** Opening Supplied records block **

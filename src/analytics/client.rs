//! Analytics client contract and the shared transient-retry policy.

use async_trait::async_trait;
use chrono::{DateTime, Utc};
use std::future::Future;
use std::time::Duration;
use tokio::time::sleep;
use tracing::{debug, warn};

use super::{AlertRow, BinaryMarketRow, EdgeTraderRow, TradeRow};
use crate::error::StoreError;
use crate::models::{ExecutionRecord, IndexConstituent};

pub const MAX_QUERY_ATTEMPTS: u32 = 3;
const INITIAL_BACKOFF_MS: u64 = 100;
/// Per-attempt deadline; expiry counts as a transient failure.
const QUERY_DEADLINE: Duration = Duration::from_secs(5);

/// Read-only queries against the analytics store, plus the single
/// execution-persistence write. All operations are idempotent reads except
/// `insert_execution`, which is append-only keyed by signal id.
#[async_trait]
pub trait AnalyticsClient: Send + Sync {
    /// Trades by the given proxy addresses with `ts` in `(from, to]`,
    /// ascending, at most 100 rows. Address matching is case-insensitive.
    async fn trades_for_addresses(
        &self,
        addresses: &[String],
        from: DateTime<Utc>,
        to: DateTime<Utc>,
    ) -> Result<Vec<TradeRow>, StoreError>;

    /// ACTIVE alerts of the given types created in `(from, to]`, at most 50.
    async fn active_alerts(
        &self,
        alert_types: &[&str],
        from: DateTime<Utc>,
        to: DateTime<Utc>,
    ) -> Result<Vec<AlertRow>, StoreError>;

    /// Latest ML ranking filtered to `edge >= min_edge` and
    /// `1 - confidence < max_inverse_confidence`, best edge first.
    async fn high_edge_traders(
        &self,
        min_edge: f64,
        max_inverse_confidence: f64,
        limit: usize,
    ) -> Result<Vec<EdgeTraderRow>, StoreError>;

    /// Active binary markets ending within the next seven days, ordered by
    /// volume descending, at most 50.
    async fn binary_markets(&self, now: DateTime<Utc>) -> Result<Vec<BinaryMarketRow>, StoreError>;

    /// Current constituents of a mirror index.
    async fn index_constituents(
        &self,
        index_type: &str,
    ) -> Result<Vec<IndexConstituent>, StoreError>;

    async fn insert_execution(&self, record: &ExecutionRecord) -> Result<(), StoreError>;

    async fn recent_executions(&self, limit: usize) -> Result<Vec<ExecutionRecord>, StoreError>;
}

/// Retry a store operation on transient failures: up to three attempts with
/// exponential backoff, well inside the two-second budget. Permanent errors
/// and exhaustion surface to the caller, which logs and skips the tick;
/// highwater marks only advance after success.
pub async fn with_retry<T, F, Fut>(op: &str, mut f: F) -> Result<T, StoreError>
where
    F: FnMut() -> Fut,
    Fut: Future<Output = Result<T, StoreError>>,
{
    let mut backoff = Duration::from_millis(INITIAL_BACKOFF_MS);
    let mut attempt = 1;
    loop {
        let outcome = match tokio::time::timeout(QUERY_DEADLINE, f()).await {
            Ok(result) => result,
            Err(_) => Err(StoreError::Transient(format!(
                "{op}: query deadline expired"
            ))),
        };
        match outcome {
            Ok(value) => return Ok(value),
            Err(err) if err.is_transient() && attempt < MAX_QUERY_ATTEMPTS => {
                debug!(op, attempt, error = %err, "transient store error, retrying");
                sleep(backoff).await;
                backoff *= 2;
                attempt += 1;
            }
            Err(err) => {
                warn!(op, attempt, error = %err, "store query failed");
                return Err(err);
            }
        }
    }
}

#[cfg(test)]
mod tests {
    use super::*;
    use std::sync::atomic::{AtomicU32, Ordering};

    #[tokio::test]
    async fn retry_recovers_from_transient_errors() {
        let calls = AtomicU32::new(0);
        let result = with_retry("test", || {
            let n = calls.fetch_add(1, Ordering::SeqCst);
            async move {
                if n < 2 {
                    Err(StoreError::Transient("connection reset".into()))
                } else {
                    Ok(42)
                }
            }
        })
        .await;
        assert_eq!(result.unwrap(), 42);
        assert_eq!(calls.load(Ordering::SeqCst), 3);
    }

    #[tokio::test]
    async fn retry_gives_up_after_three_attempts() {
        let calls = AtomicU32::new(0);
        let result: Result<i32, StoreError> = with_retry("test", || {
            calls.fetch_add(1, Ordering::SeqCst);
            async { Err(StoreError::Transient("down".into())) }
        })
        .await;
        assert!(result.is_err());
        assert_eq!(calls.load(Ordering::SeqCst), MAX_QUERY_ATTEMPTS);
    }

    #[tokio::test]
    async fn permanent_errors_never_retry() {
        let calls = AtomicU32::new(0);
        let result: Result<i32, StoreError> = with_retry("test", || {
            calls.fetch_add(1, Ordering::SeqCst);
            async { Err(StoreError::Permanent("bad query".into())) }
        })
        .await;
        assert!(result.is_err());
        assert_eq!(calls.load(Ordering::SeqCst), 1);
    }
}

** Closing Supplied records block **

**Work order:** Having read the entries, repeat them all exactly.

**Response to the exercise:**
filename src/analytics/client.rs
//! Analytics client contract and the shared transient-retry policy.

use async_trait::async_trait;
use chrono::{DateTime, Utc};
use std::future::Future;
use std::time::Duration;
use tokio::time::sleep;
use tracing::{debug, warn};

use super::{AlertRow, BinaryMarketRow, EdgeTraderRow, TradeRow};
use crate::error::StoreError;
use crate::models::{ExecutionRecord, IndexConstituent};

pub const MAX_QUERY_ATTEMPTS: u32 = 3;
const INITIAL_BACKOFF_MS: u64 = 100;
/// Per-attempt deadline; expiry counts as a transient failure.
const QUERY_DEADLINE: Duration = Duration::from_secs(5);

/// Read-only queries against the analytics store, plus the single
/// execution-persistence write. All operations are idempotent reads except
/// `insert_execution`, which is append-only keyed by signal id.
#[async_trait]
pub trait AnalyticsClient: Send + Sync {
    /// Trades by the given proxy addresses with `ts` in `(from, to]`,
    /// ascending, at most 100 rows. Address matching is case-insensitive.
    async fn trades_for_addresses(
        &self,
        addresses: &[String],
        from: DateTime<Utc>,
        to: DateTime<Utc>,
    ) -> Result<Vec<TradeRow>, StoreError>;

    /// ACTIVE alerts of the given types created in `(from, to]`, at most 50.
    async fn active_alerts(
        &self,
        alert_types: &[&str],
        from: DateTime<Utc>,
        to: DateTime<Utc>,
    ) -> Result<Vec<AlertRow>, StoreError>;

    /// Latest ML ranking filtered to `edge >= min_edge` and
    /// `1 - confidence < max_inverse_confidence`, best edge first.
    async fn high_edge_traders(
        &self,
        min_edge: f64,
        max_inverse_confidence: f64,
        limit: usize,
    ) -> Result<Vec<EdgeTraderRow>, StoreError>;

    /// Active binary markets ending within the next seven days, ordered by
    /// volume descending, at most 50.
    async fn binary_markets(&self, now: DateTime<Utc>) -> Result<Vec<BinaryMarketRow>, StoreError>;

    /// Current constituents of a mirror index.
    async fn index_constituents(
        &self,
        index_type: &str,
    ) -> Result<Vec<IndexConstituent>, StoreError>;

    async fn insert_execution(&self, record: &ExecutionRecord) -> Result<(), StoreError>;

    async fn recent_executions(&self, limit: usize) -> Result<Vec<ExecutionRecord>, StoreError>;
}

/// Retry a store operation on transient failures: up to three attempts with
/// exponential backoff, well inside the two-second budget. Permanent errors
/// and exhaustion surface to the caller, which logs and skips the tick;
/// highwater marks only advance after success.
pub async fn with_retry<T, F, Fut>(op: &str, mut f: F) -> Result<T, StoreError>
where
    F: FnMut() -> Fut,
    Fut: Future<Output = Result<T, StoreError>>,
{
    let mut backoff = Duration::from_millis(INITIAL_BACKOFF_MS);
    let mut attempt = 1;
    loop {
        let outcome = match tokio::time::timeout(QUERY_DEADLINE, f()).await {
            Ok(result) => result,
            Err(_) => Err(StoreError::Transient(format!(
                "{op}: query deadline expired"
            ))),
        };
        match outcome {
            Ok(value) => return Ok(value),
            Err(err) if err.is_transient() && attempt < MAX_QUERY_ATTEMPTS => {
                debug!(op, attempt, error = %err, "transient store error, retrying");
                sleep(backoff).await;
                backoff *= 2;
                attempt += 1;
            }
            Err(err) => {
                warn!(op, attempt, error = %err, "store query failed");
                return Err(err);
            }
        }
    }
}

#[cfg(test)]
mod tests {
    use super::*;
    use std::sync::atomic::{AtomicU32, Ordering};

    #[tokio::test]
    async fn retry_recovers_from_transient_errors() {
        let calls = AtomicU32::new(0);
        let result = with_retry("test", || {
            let n = calls.fetch_add(1, Ordering::SeqCst);
            async move {
                if n < 2 {
                    Err(StoreError::Transient("connection reset".into()))
                } else {
                    Ok(42)
                }
            }
        })
        .await;
        assert_eq!(result.unwrap(), 42);
        assert_eq!(calls.load(Ordering::SeqCst), 3);
    }

    #[tokio::test]
    async fn retry_gives_up_after_three_attempts() {
        let calls = AtomicU32::new(0);
        let result: Result<i32, StoreError> = with_retry("test", || {
            calls.fetch_add(1, Ordering::SeqCst);
            async { Err(StoreError::Transient("down".into())) }
        })
        .await;
        assert!(result.is_err());
        assert_eq!(calls.load(Ordering::SeqCst), MAX_QUERY_ATTEMPTS);
    }

    #[tokio::test]
    async fn permanent_errors_never_retry() {
        let calls = AtomicU32::new(0);
        let result: Result<i32, StoreError> = with_retry("test", || {
            calls.fetch_add(1, Ordering::SeqCst);
            async { Err(StoreError::Permanent("bad query".into())) }
        })
        .await;
        assert!(result.is_err());
        assert_eq!(calls.load(Ordering::SeqCst), 1);
    }
}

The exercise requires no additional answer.